===== DATA UNDER STUDY

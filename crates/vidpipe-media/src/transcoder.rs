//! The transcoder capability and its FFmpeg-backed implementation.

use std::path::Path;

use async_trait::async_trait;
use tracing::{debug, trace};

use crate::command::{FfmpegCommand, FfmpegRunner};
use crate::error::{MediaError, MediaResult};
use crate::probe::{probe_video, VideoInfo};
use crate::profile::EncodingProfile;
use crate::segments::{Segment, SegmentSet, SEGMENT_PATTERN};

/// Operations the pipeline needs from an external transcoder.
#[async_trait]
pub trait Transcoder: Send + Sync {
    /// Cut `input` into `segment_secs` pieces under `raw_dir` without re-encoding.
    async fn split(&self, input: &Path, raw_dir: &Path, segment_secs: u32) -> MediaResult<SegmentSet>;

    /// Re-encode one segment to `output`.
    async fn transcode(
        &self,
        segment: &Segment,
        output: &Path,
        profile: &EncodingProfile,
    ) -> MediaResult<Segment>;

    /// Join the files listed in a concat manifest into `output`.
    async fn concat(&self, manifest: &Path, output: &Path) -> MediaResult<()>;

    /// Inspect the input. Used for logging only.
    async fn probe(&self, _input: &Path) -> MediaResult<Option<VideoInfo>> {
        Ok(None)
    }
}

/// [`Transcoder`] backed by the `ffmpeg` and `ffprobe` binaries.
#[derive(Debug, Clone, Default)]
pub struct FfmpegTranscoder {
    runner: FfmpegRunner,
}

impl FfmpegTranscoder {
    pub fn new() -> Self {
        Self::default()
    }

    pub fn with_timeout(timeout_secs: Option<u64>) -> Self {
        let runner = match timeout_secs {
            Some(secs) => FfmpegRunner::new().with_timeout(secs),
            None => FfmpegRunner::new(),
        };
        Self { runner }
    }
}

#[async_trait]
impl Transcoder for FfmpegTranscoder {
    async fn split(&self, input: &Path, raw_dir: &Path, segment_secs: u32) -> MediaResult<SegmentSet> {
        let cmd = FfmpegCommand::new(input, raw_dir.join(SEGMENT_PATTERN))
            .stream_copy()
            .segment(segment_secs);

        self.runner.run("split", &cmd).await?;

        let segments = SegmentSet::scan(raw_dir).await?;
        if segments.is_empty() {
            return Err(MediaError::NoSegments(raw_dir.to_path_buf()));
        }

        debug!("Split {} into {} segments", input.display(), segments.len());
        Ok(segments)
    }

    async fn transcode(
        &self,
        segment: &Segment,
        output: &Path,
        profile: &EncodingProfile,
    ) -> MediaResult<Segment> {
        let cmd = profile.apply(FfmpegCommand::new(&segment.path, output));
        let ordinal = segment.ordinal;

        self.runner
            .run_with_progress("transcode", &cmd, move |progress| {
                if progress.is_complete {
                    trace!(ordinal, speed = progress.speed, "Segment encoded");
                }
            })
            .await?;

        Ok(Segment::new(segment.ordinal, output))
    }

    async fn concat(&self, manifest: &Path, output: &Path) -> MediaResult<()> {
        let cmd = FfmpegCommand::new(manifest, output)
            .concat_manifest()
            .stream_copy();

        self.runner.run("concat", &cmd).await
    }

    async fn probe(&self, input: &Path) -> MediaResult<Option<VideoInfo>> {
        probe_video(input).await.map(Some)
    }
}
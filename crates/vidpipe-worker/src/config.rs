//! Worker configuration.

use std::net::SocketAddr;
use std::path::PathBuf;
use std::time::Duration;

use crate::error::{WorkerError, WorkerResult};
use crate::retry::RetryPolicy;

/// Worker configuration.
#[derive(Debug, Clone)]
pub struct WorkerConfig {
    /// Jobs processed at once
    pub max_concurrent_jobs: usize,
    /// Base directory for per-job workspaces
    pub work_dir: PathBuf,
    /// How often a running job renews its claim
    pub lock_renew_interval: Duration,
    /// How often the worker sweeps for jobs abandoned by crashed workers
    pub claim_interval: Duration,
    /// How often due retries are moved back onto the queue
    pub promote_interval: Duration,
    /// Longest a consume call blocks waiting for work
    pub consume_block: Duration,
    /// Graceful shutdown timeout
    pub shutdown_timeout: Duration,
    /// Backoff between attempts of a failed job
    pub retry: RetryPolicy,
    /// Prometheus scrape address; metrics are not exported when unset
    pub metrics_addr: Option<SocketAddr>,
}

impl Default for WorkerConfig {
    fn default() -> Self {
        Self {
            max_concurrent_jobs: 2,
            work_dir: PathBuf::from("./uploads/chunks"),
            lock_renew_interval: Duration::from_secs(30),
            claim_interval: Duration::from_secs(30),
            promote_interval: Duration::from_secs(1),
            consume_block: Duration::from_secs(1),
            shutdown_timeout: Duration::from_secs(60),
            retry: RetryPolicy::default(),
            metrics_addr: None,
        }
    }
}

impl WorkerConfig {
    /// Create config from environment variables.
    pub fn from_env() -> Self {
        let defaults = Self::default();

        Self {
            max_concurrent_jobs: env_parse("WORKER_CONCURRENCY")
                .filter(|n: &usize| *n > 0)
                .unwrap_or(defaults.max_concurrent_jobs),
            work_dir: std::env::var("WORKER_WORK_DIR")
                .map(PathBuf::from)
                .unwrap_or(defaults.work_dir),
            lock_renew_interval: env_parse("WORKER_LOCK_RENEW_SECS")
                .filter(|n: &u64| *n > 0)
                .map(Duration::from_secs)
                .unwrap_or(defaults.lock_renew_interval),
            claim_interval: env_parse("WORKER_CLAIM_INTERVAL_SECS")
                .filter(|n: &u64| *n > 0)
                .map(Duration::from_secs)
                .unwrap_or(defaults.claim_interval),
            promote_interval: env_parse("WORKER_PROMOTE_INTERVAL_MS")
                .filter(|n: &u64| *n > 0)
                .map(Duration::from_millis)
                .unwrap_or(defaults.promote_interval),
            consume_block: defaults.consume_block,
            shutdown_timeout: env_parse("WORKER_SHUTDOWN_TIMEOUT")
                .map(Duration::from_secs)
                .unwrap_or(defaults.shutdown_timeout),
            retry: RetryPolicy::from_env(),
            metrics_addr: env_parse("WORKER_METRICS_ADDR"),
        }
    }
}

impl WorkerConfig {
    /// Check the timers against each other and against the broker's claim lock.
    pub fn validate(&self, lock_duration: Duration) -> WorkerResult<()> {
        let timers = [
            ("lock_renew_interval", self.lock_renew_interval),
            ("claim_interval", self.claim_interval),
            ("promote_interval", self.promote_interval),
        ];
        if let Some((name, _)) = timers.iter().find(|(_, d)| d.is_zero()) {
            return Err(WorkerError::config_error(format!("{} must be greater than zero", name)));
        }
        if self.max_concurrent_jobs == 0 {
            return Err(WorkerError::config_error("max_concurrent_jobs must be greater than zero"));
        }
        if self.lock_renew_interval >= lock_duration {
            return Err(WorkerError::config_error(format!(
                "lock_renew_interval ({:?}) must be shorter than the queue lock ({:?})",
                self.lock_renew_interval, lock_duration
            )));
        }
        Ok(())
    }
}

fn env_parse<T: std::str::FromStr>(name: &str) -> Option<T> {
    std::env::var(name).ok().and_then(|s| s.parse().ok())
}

==========

[AIM OF THE EXERCISE] Return the opening line of the data and every line after it through the line containing "impl Transcoder for", please, exactly as written and with nothing added.

[SOLVED PROBLEM]
filename crates/vidpipe-media/src/transcoder.rs
//! The transcoder capability and its FFmpeg-backed implementation.

use std::path::Path;

use async_trait::async_trait;
use tracing::{debug, trace};

use crate::command::{FfmpegCommand, FfmpegRunner};
use crate::error::{MediaError, MediaResult};
use crate::probe::{probe_video, VideoInfo};
use crate::profile::EncodingProfile;
use crate::segments::{Segment, SegmentSet, SEGMENT_PATTERN};

/// Operations the pipeline needs from an external transcoder.
#[async_trait]
pub trait Transcoder: Send + Sync {
    /// Cut `input` into `segment_secs` pieces under `raw_dir` without re-encoding.
    async fn split(&self, input: &Path, raw_dir: &Path, segment_secs: u32) -> MediaResult<SegmentSet>;

    /// Re-encode one segment to `output`.
    async fn transcode(
        &self,
        segment: &Segment,
        output: &Path,
        profile: &EncodingProfile,
    ) -> MediaResult<Segment>;

    /// Join the files listed in a concat manifest into `output`.
    async fn concat(&self, manifest: &Path, output: &Path) -> MediaResult<()>;

    /// Inspect the input. Used for logging only.
    async fn probe(&self, _input: &Path) -> MediaResult<Option<VideoInfo>> {
        Ok(None)
    }
}

/// [`Transcoder`] backed by the `ffmpeg` and `ffprobe` binaries.
#[derive(Debug, Clone, Default)]
pub struct FfmpegTranscoder {
    runner: FfmpegRunner,
}

impl FfmpegTranscoder {
    pub fn new() -> Self {
        Self::default()
    }

    pub fn with_timeout(timeout_secs: Option<u64>) -> Self {
        let runner = match timeout_secs {
            Some(secs) => FfmpegRunner::new().with_timeout(secs),
            None => FfmpegRunner::new(),
        };
        Self { runner }
    }
}

#[async_trait]
impl Transcoder for FfmpegTranscoder {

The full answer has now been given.